This repository provides a TensorFlow 2.x implementation of Generative Adversarial Imitation Learning (GAIL) and Behavioural Cloning (BC) for the classic CartPole-v0, MountainCar-v0, and Acrobot-v1 environments from OpenAI Gym. (based on Generative Adversarial Imitation Learning, Jonathan Ho & Stefano Ermon.) It uses PPO (recommended) or SARSA to generate experts.
- python: 3.8.10
- pyglet: 1.5.21
- TensorFlow: 2.6.0
- gym: 0.21.0
- ffmpeg (for SARSA)
- CartPole-v0
- MountainCar-v0
- Acrobot-v1
For all of these environments:
- State: Continuous
- Action: Discrete
Important: Ensure that your working directory is gail-ppo-tf-gym
.
This will affect how model checkpoints and other important files are saved.
Use python3 {}.py --help
for help with any file arguments.
High performing models are considered 'experts'. The expert thresholds for each environment are as follows:
- CartPole-v0: score of >=195 in 100 consecutive rollouts of policy (from OpenAI)
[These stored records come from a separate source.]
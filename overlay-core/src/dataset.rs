//! Dataset loader: header, keyed entries and footer of one document.

use std::collections::HashMap;
use std::ops::Range;

use crate::codec;
use crate::types::{EntryFields, TagSchema};

/// One keyed Entry and where its raw block sits in the document.
#[derive(Debug, Clone, PartialEq, Eq)]
pub struct Entry<'a> {
    pub fields: EntryFields<'a>,
    /// Raw block text, `<Entry>` through `</Entry>`.
    pub raw: &'a str,
    pub span: Range<usize>,
}

impl<'a> Entry<'a> {
    pub fn key(&self) -> &'a str {
        self.fields.key
    }
}

/// A document split into header, entries and footer.
///
/// The header is everything before the first Entry block and the footer is
/// everything after the end of the last one. A document without blocks has
/// the whole text as header and an empty footer.
#[derive(Debug, Clone)]
pub struct Dataset<'a> {
    pub text: &'a str,
    pub header: &'a str,
    pub footer: &'a str,
    pub entries: Vec<Entry<'a>>,
    /// Number of Entry blocks found, keyed or not.
    pub block_count: usize,
    /// Blocks dropped for lacking a key.
    pub malformed: usize,
    /// Blocks dropped because an earlier block already used their key.
    pub duplicates: usize,
    index: HashMap<&'a str, usize>,
}

impl<'a> Dataset<'a> {
    /// Scan `text` with the given tag names.
    pub fn parse(text: &'a str, tags: &TagSchema) -> Self {
        let spans = codec::entry_spans(text, tags);
        let (header, footer) = match (spans.first(), spans.last()) {
            (Some(first), Some(last)) => (&text[..first.start], &text[last.end..]),
            _ => (text, ""),
        };

        let mut entries = Vec::with_capacity(spans.len());
        let mut index = HashMap::with_capacity(spans.len());
        let mut malformed = 0;
        let mut duplicates = 0;
        for span in &spans {
            let raw = &text[span.clone()];
            let Some(fields) = codec::decode_fields(raw, tags) else {
                malformed += 1;
                continue;
            };
            if index.contains_key(fields.key) {
                duplicates += 1;
                continue;
            }
            index.insert(fields.key, entries.len());
            entries.push(Entry {
                fields,
                raw,
                span: span.clone(),
            });
        }

        Self {
            text,
            header,
            footer,
            entries,
            block_count: spans.len(),
            malformed,
            duplicates,
            index,
        }
    }

    /// `true` when the document holds no Entry blocks at all.
    pub fn is_record_free(&self) -> bool {
        self.block_count == 0
    }

    pub fn get(&self, key: &str) -> Option<&Entry<'a>> {
        self.index.get(key).map(|&i| &self.entries[i])
    }

    pub fn contains_key(&self, key: &str) -> bool {
        self.index.contains_key(key)
    }

    /// Keys in document order.
    pub fn keys(&self) -> impl Iterator<Item = &'a str> + '_ {
        self.entries.iter().map(Entry::key)
    }

    pub fn len(&self) -> usize {
        self.entries.len()
    }

    pub fn is_empty(&self) -> bool {
        self.entries.is_empty()
    }
}
use crate::html::parse_html;
use crate::persist::{PersistedRange, RecordError, records_to_json};
use crate::tree::DocumentTree;
use relative_path::{RelativePath, RelativePathBuf};
use std::fs;
use std::path::{Path, PathBuf};

#[derive(Debug, thiserror::Error)]
pub enum IoError {
    #[error("File not found: {0}")]
    NotFound(PathBuf),
    #[error("IO error: {0}")]
    Io(#[from] std::io::Error),
    #[error("Invalid document path: {0}")]
    InvalidDocumentPath(PathBuf),
    #[error(transparent)]
    Record(#[from] RecordError),
}

/// Read a file below `storage_root`
pub fn read_file(relative_path: &RelativePath, storage_root: &Path) -> Result<String, IoError> {
    let absolute_path = relative_path.to_path(storage_root);
    if !absolute_path.exists() {
        return Err(IoError::NotFound(absolute_path));
    }
    fs::read_to_string(&absolute_path).map_err(IoError::Io)
}

/// Write a file below `storage_root`, creating parent directories
pub fn write_file(
    relative_path: &RelativePath,
    storage_root: &Path,
    content: &str,
) -> Result<(), IoError> {
    let absolute_path = relative_path.to_path(storage_root);

    if let Some(parent) = absolute_path.parent() {
        fs::create_dir_all(parent).map_err(IoError::Io)?;
    }

    fs::write(&absolute_path, content).map_err(IoError::Io)
}

/// Where the records of a document are kept: `<document stem>.json`
pub fn records_path_for(document: &Path) -> Result<RelativePathBuf, IoError> {
    let stem = document
        .file_stem()
        .and_then(|stem| stem.to_str())
        .ok_or_else(|| IoError::InvalidDocumentPath(document.to_path_buf()))?;
    Ok(RelativePathBuf::from(format!("{stem}.json")))
}

/// Raw JSON of a records file, `None` if nothing was saved yet
pub fn read_records_json(
    relative_path: &RelativePath,
    storage_root: &Path,
) -> Result<Option<String>, IoError> {
    match read_file(relative_path, storage_root) {
        Ok(json) => Ok(Some(json)),
        Err(IoError::NotFound(_)) => Ok(None),
        Err(e) => Err(e),
    }
}

pub fn write_records(
    relative_path: &RelativePath,
    storage_root: &Path,
    records: &[PersistedRange],
) -> Result<(), IoError> {
    let json = records_to_json(records)?;
    write_file(relative_path, storage_root, &json)
}

/// Load and parse an HTML document
pub fn read_document(path: &Path) -> Result<DocumentTree, IoError> {
    if !path.exists() {
        return Err(IoError::NotFound(path.to_path_buf()));
    }
    let html = fs::read_to_string(path)?;
    Ok(parse_html(&html))
}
- MountainCar-v0: score of >=-110 in 100 consecutive rollouts of policy (from OpenAI)
- Acrobot-v1: score of >=-100 in 100 consecutive rollouts of policy (chosen based on known algorithms' performance)
Except SARSA (which is always rendered), the environment will only be rendered if the agent passes the 'expert' threshold in at least one iteration. BC is never rendered.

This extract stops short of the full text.